In some patients may occur in the insulation, which occur Palmar-plantar psoriasis. In this case, patient care, painful cracks, pustules, papules, erythematous-squamous panels on the palms and feet.

Frequent manifestation of psoriasis is injury to the nail plate. In most cases, the appearance of the dotted recesses on the surface of the nails (dystrophy). Also can appear the deformation of the nail, longitudinal and transverse furrows, thickening of the nail plate, is loosening and changing colors, bleeding under the nail plate.
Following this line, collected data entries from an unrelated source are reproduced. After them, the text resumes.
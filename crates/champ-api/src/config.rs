//! API configuration.

use std::time::Duration;

/// Signing secret used when `JWT_SECRET` is unset. Rejected in production.
pub const DEV_JWT_SECRET: &str = "dev-only-insecure-secret";

/// API server configuration.
#[derive(Debug, Clone)]
pub struct ApiConfig {
    /// Server host
    pub host: String,
    /// Server port
    pub port: u16,
    /// CORS origins
    pub cors_origins: Vec<String>,
    /// Rate limit requests per second, per client IP
    pub rate_limit_rps: u32,
    /// Key clients by `X-Forwarded-For`/`X-Real-IP`. Only safe behind a
    /// proxy that overwrites those headers.
    pub trust_proxy_headers: bool,
    /// Max request body size (uploads included)
    pub max_body_size: usize,
    /// Environment (development/production)
    pub environment: String,
    /// HS256 secret for access tokens
    pub jwt_secret: String,
    /// Access token lifetime
    pub access_token_ttl: Duration,
    /// OTP lifetime
    pub otp_ttl: Duration,
    /// Wrong guesses allowed per OTP
    pub otp_max_attempts: u32,
    /// Serve Prometheus metrics at /metrics
    pub metrics_enabled: bool,
}

impl Default for ApiConfig {
    fn default() -> Self {
        Self {
            host: "0.0.0.0".to_string(),
            port: 8000,
            cors_origins: vec!["*".to_string()],
            rate_limit_rps: 10,
            trust_proxy_headers: false,
            max_body_size: 100 * 1024 * 1024, // 100MB
            environment: "development".to_string(),
            jwt_secret: DEV_JWT_SECRET.to_string(),
            access_token_ttl: Duration::from_secs(30 * 60),
            otp_ttl: Duration::from_secs(5 * 60),
            otp_max_attempts: 3,
            metrics_enabled: true,
        }
    }
}

impl ApiConfig {
    /// Create config from environment variables.
    pub fn from_env() -> Self {
        let defaults = Self::default();
        Self {
            host: std::env::var("API_HOST").unwrap_or(defaults.host),
            port: env_parse("API_PORT").unwrap_or(defaults.port),
            cors_origins: std::env::var("CORS_ORIGINS")
                .map(|s| s.split(',').map(|s| s.trim().to_string()).collect())
                .unwrap_or(defaults.cors_origins),
            rate_limit_rps: env_parse("RATE_LIMIT_RPS").unwrap_or(defaults.rate_limit_rps),
            trust_proxy_headers: std::env::var("TRUST_PROXY_HEADERS")
                .map(|v| v == "true" || v == "1")
                .unwrap_or(defaults.trust_proxy_headers),
            max_body_size: env_parse("MAX_BODY_SIZE").unwrap_or(defaults.max_body_size),
            environment: std::env::var("ENVIRONMENT").unwrap_or(defaults.environment),
            jwt_secret: std::env::var("JWT_SECRET")
                .ok()
                .filter(|s| !s.is_empty())
                .unwrap_or(defaults.jwt_secret),
            access_token_ttl: env_parse("ACCESS_TOKEN_TTL_MINUTES")
                .map(|m: u64| Duration::from_secs(m * 60))
                .unwrap_or(defaults.access_token_ttl),
            otp_ttl: env_parse("OTP_TTL_MINUTES")
                .map(|m: u64| Duration::from_secs(m * 60))
                .unwrap_or(defaults.otp_ttl),
            otp_max_attempts: env_parse("OTP_MAX_ATTEMPTS").unwrap_or(defaults.otp_max_attempts),
            metrics_enabled: std::env::var("METRICS_ENABLED")
                .map(|v| v == "true" || v == "1")
                .unwrap_or(defaults.metrics_enabled),
        }
    }

    /// Check if running in production mode.
    pub fn is_production(&self) -> bool {
        self.environment.to_lowercase() == "production"
    }

    /// Refuse to start production with the built-in signing secret.
    pub fn validate(&self) -> Result<(), String> {
        if self.is_production() && self.jwt_secret == DEV_JWT_SECRET {
            return Err("JWT_SECRET must be set in production".to_string());
        }
        if self.otp_max_attempts == 0 {
            return Err("OTP_MAX_ATTEMPTS must be at least 1".to_string());
        }
        Ok(())
    }
}

fn env_parse<T: std::str::FromStr>(var: &str) -> Option<T> {
    std::env::var(var).ok().and_then(|s| s.trim().parse().ok())
}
In psoriatic erythroderma, appearing usually subject to excessive sun exposure or improper topical treatments, there is a pronounced swelling of the skin, redness, intense itching and flaking, fever, nausea and loss of appetite. In severe, can cause anemia, heart failure, kidney disease and the liver, dehydration and alopecia areata.

Psoriasis and pregnancy is a danger to the child, especially

Psoriasis does not violate the reproductive function and no contraindications for pregnancy. It should be noted that many of the women during pregnancy, the disease is easier than normal. However, about twenty percent of women may be expressed aggravation of the disease.

In General, psoriasis does not affect the pregnancy and threatens the life of a child. However, in patients with arthritis, it increases the load on the joints, there could be significant deterioration. In the general forms of pustular psoriasis, the possible emergence of secondary bacterial complications.

It should be noted that it is from psoriasis is that it is not valid for infectious diseases, the mother is allowed contact with the child and breast-feed. The probability for the occurrence of psoriasis in the future is equal to approximately 15-20%, if the bad only one parent, and approximately 50% when both parents are sick.

The main problems in the treatment of psoriasis in pregnant women is that they are contraindicated in most industrial medications. Therefore, when planning pregnancy should inform your doctor so that he is appropriately adapted to the treatment.

Self-medication is strictly prohibited and can cause a lot of damage both for mother and child (some drugs have toxic effects on the fetus).

Disease diagnosis

The diagnosis put on the basis of the specific symptoms of (psoriatic triad). And also, if necessary, information on the histological, immunological, and radiological studies.